Green has gone through quite a few ordeals in his time living at Sorel including locking talons with a peregrine on his first ever flight away from the aviary in 2013. We monitored him closely for the next 24 hours, but he, the trooper that he is, recovered quickly and was using the leg again the next morning. Could Blue have fallen prey to a peregrine?

The weather had not been too kind, but not so severe that Blue or the rest of the group were in any danger. She was present at all the feeds before her disappearance and  roosting in the relative safety of the aviary.


A fair amount of observations had to be carried out from the shelter of the keeper porch due to the constant rain. Photo by Liz Corry.


Icho and the others frequently returned to the aviary looking half drowned. Photo by Liz Corry.

Whatever the reason, the fact is she has left the group, and life goes on for the rest. None more so than for Green who within the space of a week had re-paired. Black, a single female, wasted no time in making her presence known. Our first true confirmation of the pairing was on the 8th when he was observed passing food to her. This is a bonding exercise which proves to the female that he can provide for her if she decides to incubate eggs. Over the course of the month their bond has strengthened.

Green feeding BlackWhilst it is disheartening to lose a proven breeding female, the fact that Green has re-paired is encouraging. It is also good news for Black as she tried to nest last year and failed in finding a reliable male.

It all means that we head into the new breeding season with three strong pairings all with experience of nest-building at the very least.

Another interesting change which occurred when Blue left the group was with roost site preferences. Checks in the first half of the month showed that two choughs had decided to re-join Mauve and White in roosting at the quarry. Since last October Green, BlackBlue, Red and Dingle had roosted at the aviary with the juveniles instead of the quarry. Now it looks like Green and Black are once again roosting in the quarry. Could this be an indicator as to where they will nest this year?

February sunset roost checks at Sorel. Photo by Liz Corry.

There was a slight chance that Red and Dingle were the two not roosting at the aviary.

Ever get that feeling you’re being watched? Photo by Liz Corry.

Our confirmation, however, that it was not them came on the evening of  6th February. The weather had been clear and calm so the choughs were active right up until the sunset at 17:30. The three pairs were missing from the group.

At 17:38 with light almost gone, two choughs shot back from the direction of the motocross track and went straight into the external roost box. It was Red and Dingle.

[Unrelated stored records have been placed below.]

//! OAuth authorization-code exchange.

use std::io::{BufRead, Write};

use anyhow::{Context, Result};
use chrono::{Local, Utc};
use fb_api::Transport;
use fb_api::oauth::{self, AccessToken, AuthorizationRequest, Credentials};

use crate::commands::util::humanize;
use crate::prompt::TerminalPrompter;

/// Walks the user through authorization and prints the resulting token.
pub fn run<W, T, R, E>(
    writer: &mut W,
    transport: &T,
    prompter: &mut TerminalPrompter<R, E>,
    credentials: &Credentials,
) -> Result<AccessToken>
where
    W: Write,
    T: Transport + ?Sized,
    R: BufRead,
    E: Write,
{
    let request = AuthorizationRequest::new(&credentials.client_id, &credentials.redirect_url)
        .context("failed to build authorization URL")?;

    writeln!(writer, "Visit the following URL to authorize access to FreshBooks:")?;
    writeln!(writer, "{}", request.url)?;
    writeln!(
        writer,
        "You will most likely be redirected to a non-existent page, which is OK. \
         Be sure to copy the URL that you’re redirected to, we’ll need it for the next step."
    )?;
    writer.flush()?;

    let response = prompter
        .ask("Paste the response URL")
        .context("failed to read the response URL")?;
    let code = request.code_from_redirect(&response)?;
    let token = oauth::exchange_code(transport, credentials, &code)?;

    display_token(writer, &token)?;
    Ok(token)
}

fn display_token<W: Write>(writer: &mut W, token: &AccessToken) -> Result<()> {
    writeln!(writer, "Access token: {}", token.access_token)?;
    writeln!(
        writer,
        "Expires {} at {}",
        humanize(token.expires_at - Utc::now()),
        token.expires_at.with_timezone(&Local).to_rfc3339()
    )?;
    Ok(())
}

#[cfg(test)]
mod tests {
    use std::cell::RefCell;

    use fb_api::{ApiError, HttpRequest, HttpResponse};

    use super::*;

    struct TokenEndpoint {
        requests: RefCell<Vec<HttpRequest>>,
    }

    impl Transport for TokenEndpoint {
        fn execute(&self, request: &HttpRequest) -> Result<HttpResponse, ApiError> {
            self.requests.borrow_mut().push(request.clone());
            Ok(HttpResponse {
                status: 200,
                body: r#"{"access_token":"tok-123","token_type":"bearer","expires_in":43200}"#
                    .to_string(),
            })
        }
    }

    fn credentials() -> Credentials {
        Credentials {
            client_id: "cid".to_string(),
            client_secret: "secret".to_string(),
            redirect_url: "https://localhost/callback".to_string(),
        }
    }

    #[test]
    fn rejects_redirect_from_another_flow() {
        let endpoint = TokenEndpoint {
            requests: RefCell::new(Vec::new()),
        };
        let mut prompter = TerminalPrompter::new(
            &b"https://localhost/callback?code=abc&state=stale\n"[..],
            Vec::new(),
        );
        let mut output = Vec::new();

        let err = run(&mut output, &endpoint, &mut prompter, &credentials()).unwrap_err();

        assert!(err.to_string().contains("state mismatch"));
        assert!(endpoint.requests.borrow().is_empty());
        let output = String::from_utf8(output).unwrap();
        assert!(output.contains("client_id=cid"));
        assert!(output.contains(oauth::AUTHORIZE_URL));
    }

    #[test]
    fn displays_token_and_expiry() {
        let token = AccessToken {
            access_token: "tok-123".to_string(),
            token_type: "Bearer".to_string(),
            refresh_token: None,
            expires_at: Utc::now() + chrono::Duration::hours(12) + chrono::Duration::seconds(30),
        };
        let mut output = Vec::new();
        display_token(&mut output, &token).unwrap();
        let output = String::from_utf8(output).unwrap();
        let lines: Vec<&str> = output.lines().collect();
        assert_eq!(lines[0], "Access token: tok-123");
        assert!(lines[1].starts_with("Expires in 12 hours at "));
    }
}
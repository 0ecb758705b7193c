//! Typed views of the record fields the workflows read and write.
//!
//! Payloads from the client are opaque JSON; these structs pick out only the
//! fields that are needed and ignore the rest.

use serde::de::DeserializeOwned;
use serde::{Deserialize, Serialize};
use serde_json::Value;

use crate::error::ApiError;

/// Payload of the identity endpoint.
#[derive(Debug, Clone, Deserialize)]
pub struct Identity {
    #[serde(default)]
    pub business_memberships: Vec<BusinessMembership>,
}

#[derive(Debug, Clone, Deserialize)]
pub struct BusinessMembership {
    pub business: Business,
}

#[derive(Debug, Clone, PartialEq, Eq, Deserialize)]
pub struct Business {
    pub id: i64,
    pub name: String,
    /// Accounting systems are addressed by account id rather than business id.
    pub account_id: Option<String>,
}

/// A client record of the accounting system.
#[derive(Debug, Clone, PartialEq, Eq, Deserialize)]
pub struct Customer {
    pub id: i64,
    #[serde(default)]
    pub organization: String,
}

#[derive(Debug, Clone, PartialEq, Eq, Deserialize)]
pub struct Project {
    pub id: i64,
    pub title: String,
    pub client_id: Option<i64>,
    #[serde(default)]
    pub services: Vec<Service>,
}

#[derive(Debug, Clone, PartialEq, Eq, Deserialize)]
pub struct Service {
    pub id: i64,
    pub name: String,
}

/// Fields sent when creating a time entry.
#[derive(Debug, Clone, PartialEq, Eq, Serialize)]
pub struct NewTimeEntry {
    pub client_id: i64,
    pub project_id: i64,
    pub service_id: i64,
    /// UTC timestamp, e.g. `2024-01-01T00:00:00.000Z`.
    pub started_at: String,
    /// Seconds.
    pub duration: i64,
    pub note: String,
    pub is_logged: bool,
}

/// Decodes a whole payload.
pub fn decode<D: DeserializeOwned>(payload: Value) -> Result<D, ApiError> {
    serde_json::from_value(payload).map_err(|err| ApiError::Protocol(err.to_string()))
}

/// Decodes the list stored under `key` in a `result` payload, such as
/// `{"clients": [...], "page": 1}`.
pub fn decode_list<D: DeserializeOwned>(mut payload: Value, key: &str) -> Result<Vec<D>, ApiError> {
    let items = payload
        .as_object_mut()
        .and_then(|object| object.remove(key))
        .ok_or_else(|| ApiError::Protocol(format!("missing `{key}` in result")))?;
    serde_json::from_value(items)
        .map_err(|err| ApiError::Protocol(format!("invalid `{key}` list: {err}")))
}

#[cfg(test)]
mod tests {
    use serde_json::json;

    use super::*;

    #[test]
    fn identity_ignores_unknown_fields() {
        let payload = json!({
            "id": 9,
            "email": "me@example.com",
            "business_memberships": [
                {"role": "owner", "business": {"id": 1, "name": "Acme", "account_id": "abc12"}}
            ]
        });
        let identity: Identity = decode(payload).unwrap();
        assert_eq!(identity.business_memberships.len(), 1);
        assert_eq!(
            identity.business_memberships[0].business,
            Business {
                id: 1,
                name: "Acme".to_string(),
                account_id: Some("abc12".to_string()),
            }
        );
    }

    #[test]
    fn decode_list_reads_named_key() {
        let payload = json!({"clients": [{"id": 3, "organization": "Acme"}], "page": 1});
        let clients: Vec<Customer> = decode_list(payload, "clients").unwrap();
        assert_eq!(clients[0].id, 3);
    }

    #[test]
    fn decode_list_missing_key_is_protocol_error() {
        let err = decode_list::<Customer>(json!({"page": 1}), "clients").unwrap_err();
        assert!(matches!(err, ApiError::Protocol(_)));
    }

    #[test]
    fn project_services_default_to_empty() {
        let project: Project = decode(json!({"id": 5, "title": "Site", "client_id": 3})).unwrap();
        assert!(project.services.is_empty());
    }

    #[test]
    fn new_time_entry_serializes_all_fields() {
        let entry = NewTimeEntry {
            client_id: 1,
            project_id: 2,
            service_id: 3,
            started_at: "2024-01-01T00:00:00.000Z".to_string(),
            duration: 1800,
            note: "x".to_string(),
            is_logged: true,
        };
        assert_eq!(
            serde_json::to_value(&entry).unwrap(),
            json!({
                "client_id": 1,
                "project_id": 2,
                "service_id": 3,
                "started_at": "2024-01-01T00:00:00.000Z",
                "duration": 1800,
                "note": "x",
                "is_logged": true
            })
        );
    }
}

20160202_110704Having two less birds roost at the aviary will hopefully make the task of cleaning out the roost-boxes a little less depressing for the chough team.

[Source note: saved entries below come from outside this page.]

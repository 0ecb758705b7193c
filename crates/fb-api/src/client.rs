//! Typed operations over the service's REST endpoints.

use std::fmt;
use std::sync::OnceLock;

use serde::Serialize;
use serde_json::{Value, json};

use crate::error::ApiError;
use crate::request::{
    FilterStyle, Filters, HeaderKind, HeaderSets, Headers, QueryParams, build_url,
    derive_headers, encode_filters,
};
use crate::transport::{HttpMethod, HttpRequest, HttpResponse, HttpTransport, Transport};

/// Production API host.
pub const DEFAULT_BASE_URL: &str = "https://api.freshbooks.com";

/// Which part of the response envelope holds the payload.
#[derive(Debug, Clone, Copy, PartialEq, Eq)]
enum Unwrap {
    /// `{ "response": <payload> }`
    Response,
    /// `{ "response": { "result": <payload> } }`
    Result,
}

/// FreshBooks API client.
///
/// Header sets are derived from the token on first use and cached for the
/// lifetime of the client. A `Client` can be shared across threads when its
/// transport can.
pub struct Client<T = HttpTransport> {
    transport: T,
    base_url: String,
    token: String,
    headers: OnceLock<HeaderSets>,
}

impl<T> fmt::Debug for Client<T> {
    fn fmt(&self, f: &mut fmt::Formatter<'_>) -> fmt::Result {
        f.debug_struct("Client")
            .field("base_url", &self.base_url)
            .field("token", &"[REDACTED]")
            .finish_non_exhaustive()
    }
}

impl Client<HttpTransport> {
    /// Creates a client for the production host over a blocking HTTP transport.
    pub fn new(token: impl Into<String>) -> Result<Self, ApiError> {
        Self::with_transport(HttpTransport::new()?, DEFAULT_BASE_URL, token)
    }
}

impl<T: Transport> Client<T> {
    /// Creates a client that sends requests through `transport`.
    ///
    /// # Errors
    ///
    /// Returns an error if the token is empty, whitespace-only, or contains
    /// characters that cannot appear in an HTTP header.
    pub fn with_transport(
        transport: T,
        base_url: impl Into<String>,
        token: impl Into<String>,
    ) -> Result<Self, ApiError> {
        let token = token.into();
        if token.is_empty() {
            return Err(ApiError::InvalidToken {
                reason: "access token cannot be empty",
            });
        }
        if token.trim().is_empty() {
            return Err(ApiError::InvalidToken {
                reason: "access token cannot be whitespace-only",
            });
        }
        if token.chars().any(|c| c.is_control() || !c.is_ascii()) {
            return Err(ApiError::InvalidToken {
                reason: "access token contains characters not allowed in a header",
            });
        }

        Ok(Self {
            transport,
            base_url: base_url.into(),
            token,
            headers: OnceLock::new(),
        })
    }

    /// Returns the cached header set of the given kind.
    pub fn headers(&self, kind: HeaderKind) -> &Headers {
        self.headers
            .get_or_init(|| derive_headers(&self.token))
            .get(kind)
    }

    /// The caller's identity, including business memberships.
    pub fn fetch_identity(&self) -> Result<Value, ApiError> {
        let request = self.get(
            "/auth/api/v1/users/me",
            HeaderKind::AuthWithContentType,
            None,
        );
        self.send(&request, Unwrap::Response)
    }

    /// Clients of an account, filtered with `search[...]` parameters.
    pub fn list_clients(
        &self,
        account_id: &str,
        filters: Option<&Filters>,
    ) -> Result<Value, ApiError> {
        let endpoint = format!("/accounting/account/{account_id}/users/clients");
        let query = encode_filters(filters, FilterStyle::SearchPrefixed);
        let request = self.get(&endpoint, HeaderKind::AuthWithContentType, query);
        self.send(&request, Unwrap::Result)
    }

    pub fn list_projects(
        &self,
        business_id: i64,
        filters: Option<&Filters>,
    ) -> Result<Value, ApiError> {
        let endpoint = format!("/projects/business/{business_id}/projects");
        let query = encode_filters(filters, FilterStyle::Raw);
        let request = self.get(&endpoint, HeaderKind::Auth, query);
        self.send(&request, Unwrap::Result)
    }

    pub fn fetch_time_entries(
        &self,
        business_id: i64,
        filters: Option<&Filters>,
    ) -> Result<Value, ApiError> {
        let endpoint = time_entries_endpoint(business_id);
        let query = encode_filters(filters, FilterStyle::Raw);
        let request = self.get(&endpoint, HeaderKind::Auth, query);
        self.send(&request, Unwrap::Result)
    }

    /// Creates a time entry; the entry is wrapped as `{"time_entry": ...}`.
    pub fn create_time_entry<E: Serialize>(
        &self,
        business_id: i64,
        entry: &E,
    ) -> Result<Value, ApiError> {
        let entry = serde_json::to_value(entry)
            .map_err(|err| ApiError::Transport(format!("failed to encode time entry: {err}")))?;
        let body = json!({ "time_entry": entry });
        tracing::debug!(%body, "time entry payload");

        let request = HttpRequest {
            method: HttpMethod::Post,
            url: build_url(&self.base_url, &time_entries_endpoint(business_id)),
            headers: self.headers(HeaderKind::AuthWithContentType).clone(),
            query: None,
            body: Some(body),
        };
        self.send(&request, Unwrap::Result)
    }

    fn get(
        &self,
        endpoint: &str,
        kind: HeaderKind,
        query: Option<QueryParams>,
    ) -> HttpRequest {
        HttpRequest {
            method: HttpMethod::Get,
            url: build_url(&self.base_url, endpoint),
            headers: self.headers(kind).clone(),
            query,
            body: None,
        }
    }

    fn send(&self, request: &HttpRequest, unwrap: Unwrap) -> Result<Value, ApiError> {
        tracing::debug!(
            method = %request.method,
            url = %request.url,
            query = ?request.query,
            "sending request"
        );
        let response = self.transport.execute(request)?;
        unwrap_envelope(response, unwrap)
    }
}

fn time_entries_endpoint(business_id: i64) -> String {
    format!("/timetracking/business/{business_id}/time_entries")
}

fn unwrap_envelope(response: HttpResponse, unwrap: Unwrap) -> Result<Value, ApiError> {
    if !response.is_success() {
        return Err(ApiError::Status {
            status: response.status,
            message: error_message(&response.body),
        });
    }

    let mut envelope: Value = serde_json::from_str(&response.body)
        .map_err(|err| ApiError::Transport(format!("undecodable response body: {err}")))?;
    let payload = take_key(&mut envelope, "response")?;
    match unwrap {
        Unwrap::Response => Ok(payload),
        Unwrap::Result => {
            let mut payload = payload;
            take_key(&mut payload, "result")
        }
    }
}

fn take_key(value: &mut Value, key: &str) -> Result<Value, ApiError> {
    value
        .as_object_mut()
        .and_then(|object| object.remove(key))
        .ok_or_else(|| ApiError::Protocol(format!("missing `{key}` in response envelope")))
}

/// Pulls a readable message out of an error body, falling back to the raw text.
fn error_message(body: &str) -> String {
    let parsed: Option<Value> = serde_json::from_str(body).ok();
    let found = parsed.as_ref().and_then(|value| {
        [
            "/error_description",
            "/message",
            "/response/errors/0/message",
            "/error",
        ]
        .iter()
        .find_map(|pointer| value.pointer(pointer).and_then(Value::as_str))
    });
    match found {
        Some(message) => message.to_string(),
        None if body.trim().is_empty() => "empty response body".to_string(),
        None => body.trim().to_string(),
    }
}
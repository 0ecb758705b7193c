//! Command-line argument definitions.

use std::path::PathBuf;

use clap::{Parser, Subcommand, ValueEnum};
use fb_api::ServicePolicy;

/// FreshBooks API helper.
///
/// Obtains an access token through the OAuth2 authorization-code flow and
/// exercises the API by creating and listing time entries.
#[derive(Debug, Parser)]
#[command(name = "fb", version, about, long_about = None)]
pub struct Cli {
    /// Enable verbose output.
    #[arg(short, long, global = true)]
    pub verbose: bool,

    /// Path to config file.
    #[arg(short, long, global = true)]
    pub config: Option<PathBuf>,

    #[command(subcommand)]
    pub command: Option<Commands>,
}

/// Available subcommands.
#[derive(Debug, Subcommand)]
pub enum Commands {
    /// Do the OAuth dance with the API server to get an access token.
    Auth {
        /// OAuth application client ID.
        client_id: String,
        /// OAuth application client secret.
        client_secret: String,
        /// Redirect URL registered for the application.
        redirect_url: String,
    },

    /// Create a test time entry and print the created record.
    TestEntry {
        /// Name of the business to log time against.
        business: String,
        /// Organization name of the client.
        client: String,
        /// Exact title of the project.
        project: String,
        /// Exact name of the service within the project.
        service: String,

        /// Access token (falls back to `access_token` in config or `FB_ACCESS_TOKEN`).
        #[arg(long)]
        token: Option<String>,

        /// Entry duration in minutes.
        #[arg(long, default_value_t = 30)]
        minutes: u32,

        /// Note attached to the entry.
        #[arg(long, default_value = "This is a test…")]
        note: String,

        /// How to pick among services that share a name.
        #[arg(long, value_enum)]
        service_policy: Option<ServicePolicyArg>,
    },

    /// List time entries of a business.
    Entries {
        /// Name of the business.
        business: String,

        /// Access token (falls back to `access_token` in config or `FB_ACCESS_TOKEN`).
        #[arg(long)]
        token: Option<String>,

        /// Only show entries for this client ID.
        #[arg(long)]
        client_id: Option<i64>,
    },
}

#[derive(Debug, Clone, Copy, PartialEq, Eq, ValueEnum)]
pub enum ServicePolicyArg {
    /// Take the first service with a matching name.
    First,
    /// Ask which service to use when several match.
    Prompt,
}

impl From<ServicePolicyArg> for ServicePolicy {
    fn from(arg: ServicePolicyArg) -> Self {
        match arg {
            ServicePolicyArg::First => Self::First,
            ServicePolicyArg::Prompt => Self::Prompt,
        }
    }
}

As the winter weather eases off and day length increases we have seen a change in the choughs’ behaviour.

The group are spending a bit more time away from the grazed land and moving round to Sorel Point and the motocross area. As far as we know they have not been over to Crabbé at all this month and only occasionally venture over to Devil’s Hole.

Sorel rainbow by Nicola Cox

A welcome break from the rain. Photo by Nicola Cox.

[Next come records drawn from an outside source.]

//! Configuration loading and management.

use std::fmt;
use std::path::{Path, PathBuf};

use fb_api::{DEFAULT_BASE_URL, ServicePolicy};
use figment::Figment;
use figment::providers::{Env, Format, Serialized, Toml};
use serde::{Deserialize, Serialize};

/// Application configuration.
#[derive(Clone, Serialize, Deserialize)]
pub struct Config {
    /// API host requests are sent to.
    pub base_url: String,
    /// Bearer token used when none is given on the command line.
    pub access_token: Option<String>,
    /// Per-request timeout in seconds.
    pub timeout_secs: u64,
    /// How services sharing a name are resolved.
    pub service_policy: ServicePolicy,
}

impl fmt::Debug for Config {
    fn fmt(&self, f: &mut fmt::Formatter<'_>) -> fmt::Result {
        f.debug_struct("Config")
            .field("base_url", &self.base_url)
            .field(
                "access_token",
                &self.access_token.as_ref().map(|_| "[REDACTED]"),
            )
            .field("timeout_secs", &self.timeout_secs)
            .field("service_policy", &self.service_policy)
            .finish()
    }
}

impl Default for Config {
    fn default() -> Self {
        Self {
            base_url: DEFAULT_BASE_URL.to_string(),
            access_token: None,
            timeout_secs: 60,
            service_policy: ServicePolicy::default(),
        }
    }
}

impl Config {
    /// Loads configuration, optionally from a specific file.
    #[expect(
        clippy::result_large_err,
        reason = "figment::Error is large but only returned at startup"
    )]
    pub fn load_from(config_path: Option<&Path>) -> Result<Self, figment::Error> {
        let mut figment = Figment::from(Serialized::defaults(Self::default()));

        // Load from default config location
        if let Some(config_dir) = dirs_config_path() {
            figment = figment.merge(Toml::file(config_dir.join("config.toml")));
        }

        // Load from specified config file
        if let Some(path) = config_path {
            figment = figment.merge(Toml::file(path));
        }

        // Load from environment variables (FB_*)
        figment = figment.merge(Env::prefixed("FB_"));

        figment.extract()
    }
}

/// Returns the platform-specific config directory for fb.
///
/// On Linux: `~/.config/fb`
pub fn dirs_config_path() -> Option<PathBuf> {
    dirs::config_dir().map(|p| p.join("fb"))
}
//! Shared utilities for CLI commands.

use std::time::Duration as StdDuration;

use anyhow::Context;
use chrono::{DateTime, Duration, Utc};
use fb_api::{Client, HttpTransport};

use crate::Config;

/// Picks the access token from the command line, falling back to config.
pub fn access_token(flag: Option<&str>, config: &Config) -> anyhow::Result<String> {
    flag.map(str::to_string)
        .or_else(|| config.access_token.clone())
        .context("no access token: pass --token, set access_token in config, or set FB_ACCESS_TOKEN")
}

/// Builds an API client over the blocking HTTP transport.
pub fn api_client(config: &Config, token: String) -> anyhow::Result<Client> {
    let transport = HttpTransport::with_timeout(StdDuration::from_secs(config.timeout_secs))
        .context("failed to build HTTP transport")?;
    Client::with_transport(transport, config.base_url.clone(), token)
        .context("failed to create API client")
}

/// Formats a timestamp the way the time tracking API expects,
/// e.g. `2024-01-01T09:30:00.000Z`.
pub fn format_started_at(at: DateTime<Utc>) -> String {
    at.format("%Y-%m-%dT%H:%M:%S%.3fZ").to_string()
}

/// Renders an offset from now as "in 12 hours" or "5 minutes ago".
pub fn humanize(delta: Duration) -> String {
    let seconds = delta.num_seconds();
    let magnitude = seconds.unsigned_abs();
    if magnitude < 45 {
        return "just now".to_string();
    }
    // Nearest unit, carrying into the next one at the boundary.
    let minutes = (magnitude + 30) / 60;
    let hours = (magnitude + 1_800) / 3_600;
    let (count, unit) = if minutes < 60 {
        (minutes, "minute")
    } else if hours < 24 {
        (hours, "hour")
    } else {
        ((magnitude + 43_200) / 86_400, "day")
    };
    let plural = if count == 1 { "" } else { "s" };
    if seconds >= 0 {
        format!("in {count} {unit}{plural}")
    } else {
        format!("{count} {unit}{plural} ago")
    }
}
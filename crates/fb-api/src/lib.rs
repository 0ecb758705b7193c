//! Client library for the FreshBooks REST API.
//!
//! This crate provides:
//! - Request building: derived auth headers, filter encoding, URLs
//! - A blocking API client that unwraps the service's response envelope
//! - Name resolution with interactive disambiguation
//! - The OAuth2 authorization-code exchange that produces a bearer token

mod client;
mod error;
pub mod models;
pub mod oauth;
pub mod request;
pub mod resolve;
pub mod transport;

pub use client::{Client, DEFAULT_BASE_URL};
pub use error::ApiError;
pub use request::{FilterStyle, FilterValue, Filters, HeaderKind};
pub use resolve::{Prompter, ResolveError, ServicePolicy, resolve, resolve_service};
pub use transport::{HttpMethod, HttpRequest, HttpResponse, HttpTransport, Transport};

P1660889The majority of the time we see just 2, 4 or 6 birds flying over to Sorel Point and Ronez Point which we assume are the pairs nest prospecting.




We are very grateful to a private donor and neighbour of the choughs who generously gave a donation to help contribute to the cost of repairing the aviary roof. Durrell’s Maintenance Department will hopefully start work in March. I’m sure the choughs will be very thankful, even if it means they have to find an alternative watering hole.